2.3 An ensemble method
As the PBLH values derived from existing methods show obvious disagreement and misjudgment, we proposed an ensemble method to automatically obtain a consistent estimation of PBLH in the transition. Seven methods introduced in the previous section are included in the ensemble method to make up for the shortcomings of a single approach and to make it more suitable for different types of boundary layers. For all methods, to avoid taking tropospheric features as the PBL top, we restricted the radiosonde data to 3000 m according to the long-term climatology of PBLH in China (Guo et al., 2019, 2021). To avoid noisy readings near the surface (Liu and Liang, 2010), we only consider the stable boundary layer higher than 100 m a.g.l. Besides original data, three-point smoothing was also introduced to eliminate the fluctuations in high-resolution data, and more details are illustrated in the Supplement. Based on these constraints, the procedures of our ensemble method are specifically described as follows:
Apply the seven individual methods to both the raw data and the smoothed data, respectively, which are illustrated in Fig. 1. Notice that the EI method will only be implemented when the result of the SI method is null.
Modify the results of gradient methods (θ, RH, q, and N). Get the 75 % quantiles of initial results of gradient methods from the observations at 08:00 and 20:00 BJT for each season, respectively. Compare the result of each gradient method with the corresponding 75 % quantile. If the initial result is greater than the corresponding 75 % quantile, then get the difference between the result and other methods. Accept the result if at least one-third of differences are less than 50 m. Otherwise, go through altitudes of the 10 smallest (or largest for θ) gradients and replace the initial result with the first altitude less than the 75 % quantile. If all altitudes do not meet the criteria, then the PBLH for the specific observation is null.
Group the PBLH data set after modification by 50 m. Determine the average of the group with the largest data volume as the ensemble PBLH (hens). If the result of the SI method is included in this group, then take it as hens.

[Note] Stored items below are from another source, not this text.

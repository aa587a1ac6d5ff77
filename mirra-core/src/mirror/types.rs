//! Shared value types for the mirroring pipeline.
//!
//! These are created per start request (configuration, grant) or derived
//! during `start()` (target display). None of them is mutated in place.

use std::fmt;
use std::str::FromStr;

use serde::{Deserialize, Serialize};

use crate::platform::{DeviceMetrics, DisplayId, DisplayInfo, DisplayMode};

// ── ConnectionMode ───────────────────────────────────────────────

/// How the screen reaches its sink. Chosen by the user and persisted by
/// its variant name.
#[derive(Debug, Clone, Copy, PartialEq, Eq, Hash, Default, Serialize, Deserialize)]
pub enum ConnectionMode {
    /// USB-C / DisplayPort Alt Mode, rendered straight onto the external display.
    #[default]
    DirectWired,
    /// WiFi Direct peer link, hardware encoded.
    PeerWireless,
    /// Miracast over the regular network, hardware encoded.
    StandardWireless,
}

impl ConnectionMode {
    /// All modes, in preference-list order.
    pub const ALL: [ConnectionMode; 3] = [
        ConnectionMode::DirectWired,
        ConnectionMode::PeerWireless,
        ConnectionMode::StandardWireless,
    ];

    /// Persisted name of the variant.
    pub const fn as_str(self) -> &'static str {
        match self {
            Self::DirectWired => "DirectWired",
            Self::PeerWireless => "PeerWireless",
            Self::StandardWireless => "StandardWireless",
        }
    }

    pub const fn is_wireless(self) -> bool {
        matches!(self, Self::PeerWireless | Self::StandardWireless)
    }
}

impl fmt::Display for ConnectionMode {
    fn fmt(&self, f: &mut fmt::Formatter<'_>) -> fmt::Result {
        f.write_str(self.as_str())
    }
}

impl FromStr for ConnectionMode {
    type Err = String;

    fn from_str(s: &str) -> Result<Self, Self::Err> {
        Self::ALL
            .into_iter()
            .find(|mode| mode.as_str().eq_ignore_ascii_case(s))
            .ok_or_else(|| format!("unknown connection mode: {s}"))
    }
}

// ── SessionConfiguration ─────────────────────────────────────────

/// Immutable per-session configuration built from persisted preferences.
#[derive(Debug, Clone, Copy, PartialEq, Eq, Default, Serialize, Deserialize)]
pub struct SessionConfiguration {
    pub connection_mode: ConnectionMode,
    /// Smaller buffers, shorter I-frame interval, trusted-display fast path.
    pub low_latency: bool,
    /// Prefer a hardware encoder input surface for wireless modes.
    pub hardware_encoding: bool,
}

impl SessionConfiguration {
    pub fn new(connection_mode: ConnectionMode) -> Self {
        Self {
            connection_mode,
            low_latency: false,
            hardware_encoding: false,
        }
    }

    #[must_use]
    pub fn with_low_latency(mut self, low_latency: bool) -> Self {
        self.low_latency = low_latency;
        self
    }

    #[must_use]
    pub fn with_hardware_encoding(mut self, hardware_encoding: bool) -> Self {
        self.hardware_encoding = hardware_encoding;
        self
    }
}

// ── CaptureGrant ─────────────────────────────────────────────────

/// Result code the platform consent flow reports on approval.
pub const RESULT_OK: i32 = -1;

/// Opaque user consent to capture the screen.
///
/// Moved into the session on `start()`; the type system guarantees it is
/// handed over once. `Debug` deliberately hides the payload.
pub struct CaptureGrant {
    result_code: i32,
    data: Vec<u8>,
}

impl CaptureGrant {
    pub fn new(result_code: i32, data: Vec<u8>) -> Self {
        Self { result_code, data }
    }

    pub fn result_code(&self) -> i32 {
        self.result_code
    }

    pub fn data(&self) -> &[u8] {
        &self.data
    }

    /// Whether the consent flow approved the capture and left a payload.
    pub fn is_approved(&self) -> bool {
        self.result_code == RESULT_OK && !self.data.is_empty()
    }
}

impl fmt::Debug for CaptureGrant {
    fn fmt(&self, f: &mut fmt::Formatter<'_>) -> fmt::Result {
        f.debug_struct("CaptureGrant")
            .field("result_code", &self.result_code)
            .field("data_len", &self.data.len())
            .finish()
    }
}

// ── TargetDisplay ────────────────────────────────────────────────

/// Resolved sink descriptor. Recomputed wholesale on every start and
/// hot-plug event.
#[derive(Debug, Clone, PartialEq, Serialize)]
pub struct TargetDisplay {
    /// Platform display id, `None` when falling back to device metrics.
    pub display_id: Option<DisplayId>,
    pub width: u32,
    pub height: u32,
    pub density_dpi: u32,
    pub is_external: bool,
    pub refresh_rate: f32,
}

impl TargetDisplay {
    /// Negotiate dimensions for a connected display: the highest refresh
    /// rate among the supported modes sharing the current resolution.
    pub fn from_display(info: &DisplayInfo) -> Self {
        let best = best_mode(&info.current_mode, &info.supported_modes);
        Self {
            display_id: Some(info.id),
            width: best.width,
            height: best.height,
            density_dpi: info.density_dpi,
            is_external: !info.is_default(),
            refresh_rate: best.refresh_rate,
        }
    }

    /// Fallback frame dimensions taken from the device's own display.
    pub fn from_device(metrics: &DeviceMetrics) -> Self {
        Self {
            display_id: None,
            width: metrics.width,
            height: metrics.height,
            density_dpi: metrics.density_dpi,
            is_external: false,
            refresh_rate: metrics.refresh_rate,
        }
    }

    pub fn describe(&self) -> String {
        format!(
            "{}x{} @ {:.0}Hz ({} dpi{})",
            self.width,
            self.height,
            self.refresh_rate,
            self.density_dpi,
            if self.is_external { ", external" } else { "" }
        )
    }
}

fn best_mode(current: &DisplayMode, supported: &[DisplayMode]) -> DisplayMode {
    supported
        .iter()
        .filter(|m| m.width == current.width && m.height == current.height)
        .copied()
        .fold(*current, |best, m| {
            if m.refresh_rate > best.refresh_rate { m } else { best }
        })
}

// ── PixelFormat ──────────────────────────────────────────────────

/// Pixel layout of buffered image surfaces.
#[derive(Debug, Clone, Copy, PartialEq, Eq, Hash, Serialize)]
pub enum PixelFormat {
    /// 4 bytes per pixel: Red, Green, Blue, Alpha.
    Rgba8888,
    /// 2 bytes per pixel, lower fidelity.
    Rgb565,
}

// ── SurfaceKind ──────────────────────────────────────────────────

/// Which kind of render surface a session is currently driving.
#[derive(Debug, Clone, Copy, PartialEq, Eq, Hash, Serialize)]
pub enum SurfaceKind {
    Presentation,
    BufferedImage,
    EncoderInput,
}

impl fmt::Display for SurfaceKind {
    fn fmt(&self, f: &mut fmt::Formatter<'_>) -> fmt::Result {
        match self {
            Self::Presentation => write!(f, "presentation"),
            Self::BufferedImage => write!(f, "buffered-image"),
            Self::EncoderInput => write!(f, "encoder-input"),
        }
    }
}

The result of each step at the specific observation time (08:00 BJT on 15 January 2017) is illustrated as follows for further explanation. The original results of seven individual methods at step 1 are presented in Table 1. As the potential temperature (θ), specific humidity (q), relative humidity (RH), and refractivity (N) methods can be thought of as gradient methods, statistical modification was carried out. As this case was observed at 08:00 BJT, the results were compared with the 75 % quantiles of each method at 08:00 BJT, which were calculated based on the whole year of observation. Here, the 75 % quantiles of each method are 1944, 1473, 1824, and 1346 m for the original data and 1959, 1599, 2110, and 1516 m for the smoothed data, respectively. The PBLH calculated from the original data by q method is greater than the corresponding 75 % quantile, and only two of other methods differ from 1936 m within 50 m. Therefore, we went through the altitudes of the 10 largest gradients and replaced the result by the first altitude smaller than the 75 % quantile. The altitude (1375 m) of the third gradient met this criterion, and 1936 m was replaced by it. The other PBLHs that meet the same conditions were also replaced.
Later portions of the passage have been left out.